WORK TASK >> Only lines holding the string "SocketAddr" are wanted; copy each one from the material.

EXERCISE MATERIAL >>
──────────────────────────────
/// Controller endpoint from `ip,port` arguments, or the sender when absent.
fn parse_endpoint_or_sender(msg: &Message, from: SocketAddr) -> Result<SocketAddr> {
    if msg.arguments().is_empty() {
        return Ok(from);
    }
    msg.require_args("REG_CONTROLLER", 2)?;
    let address = msg.parse_arg::<IpAddr>(0, "controller address")?;
    let port = msg.parse_arg::<u32>(1, "controller port")?;
    match u16::try_from(port) {
        Ok(p) if p != 0 => Ok(SocketAddr::new(address, p)),
        _ => Err(DispatchError::Validation(format!("port {port} is out of range"))),
    }
}

#[cfg(test)]
mod tests {
    use super::*;
    use crate::error::ProtocolError;

    fn snapshot(id: NodeId, allocated: usize, max_capacity: u32) -> NodeSnapshot {
        NodeSnapshot {
            id,
            endpoint: "127.0.0.1:6000".parse().unwrap(),
            max_capacity,
            allocated,
            utilization: allocated as f64 / max_capacity as f64,
            warnings: 0,
        }
    }

    #[test]
    fn info_without_nodes() {
        let info = DispatcherInfo {
            nodes: vec![],
            queued: 3,
            allocated: 0,
        };
        assert_eq!(info.to_message().encode(), "INFO,0,3,0");
    }

    #[test]
    fn info_with_saturated_node() {
        let info = DispatcherInfo {
            nodes: vec![snapshot(1, 2, 2)],
            queued: 1,
            allocated: 2,
        };
        assert_eq!(info.to_arguments().join(","), "1,1,2,1,2,100.00");
    }

    #[test]
    fn info_formats_fractional_utilization() {
        let info = DispatcherInfo {
            nodes: vec![snapshot(1, 1, 3), snapshot(4, 0, 5)],
            queued: 0,
            allocated: 1,
        };
        assert_eq!(info.to_arguments().join(","), "2,0,1,1,1,33.33,4,0,0.00");
    }

    #[test]
    fn controller_endpoint_parsing() {
        let from: SocketAddr = "10.0.0.9:4000".parse().unwrap();

        let msg: Message = "REG_CONTROLLER".parse().unwrap();
        assert_eq!(parse_endpoint_or_sender(&msg, from).unwrap(), from);

        let msg: Message = "REG_CONTROLLER,127.0.0.1,7000".parse().unwrap();
        assert_eq!(
            parse_endpoint_or_sender(&msg, from).unwrap(),
            "127.0.0.1:7000".parse::<SocketAddr>().unwrap()
        );

        let msg: Message = "REG_CONTROLLER,127.0.0.1,70000".parse().unwrap();
        assert!(matches!(
            parse_endpoint_or_sender(&msg, from),
            Err(DispatchError::Validation(_))
        ));

        let msg: Message = "REG_CONTROLLER,127.0.0.1".parse().unwrap();
        assert!(matches!(
            parse_endpoint_or_sender(&msg, from),
            Err(DispatchError::Protocol(ProtocolError::MissingArgument { .. }))
        ));
    }

    #[test]
    fn advertised_endpoint_requires_valid_port() {
        let msg: Message = "REG_NODE,127.0.0.1,6001,x".parse().unwrap();
        assert_eq!(
            advertised_endpoint(&msg),
            Some("127.0.0.1:6001".parse().unwrap())
        );
        let msg: Message = "REG_NODE,127.0.0.1,0,2".parse().unwrap();
        assert_eq!(advertised_endpoint(&msg), None);
        let msg: Message = "REG_NODE,nowhere,6001,2".parse().unwrap();
        assert_eq!(advertised_endpoint(&msg), None);
    }
}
──────────────────────────────
YOUR SOLUTION >>
fn parse_endpoint_or_sender(msg: &Message, from: SocketAddr) -> Result<SocketAddr> {
        Ok(p) if p != 0 => Ok(SocketAddr::new(address, p)),
        let from: SocketAddr = "10.0.0.9:4000".parse().unwrap();
            "127.0.0.1:7000".parse::<SocketAddr>().unwrap()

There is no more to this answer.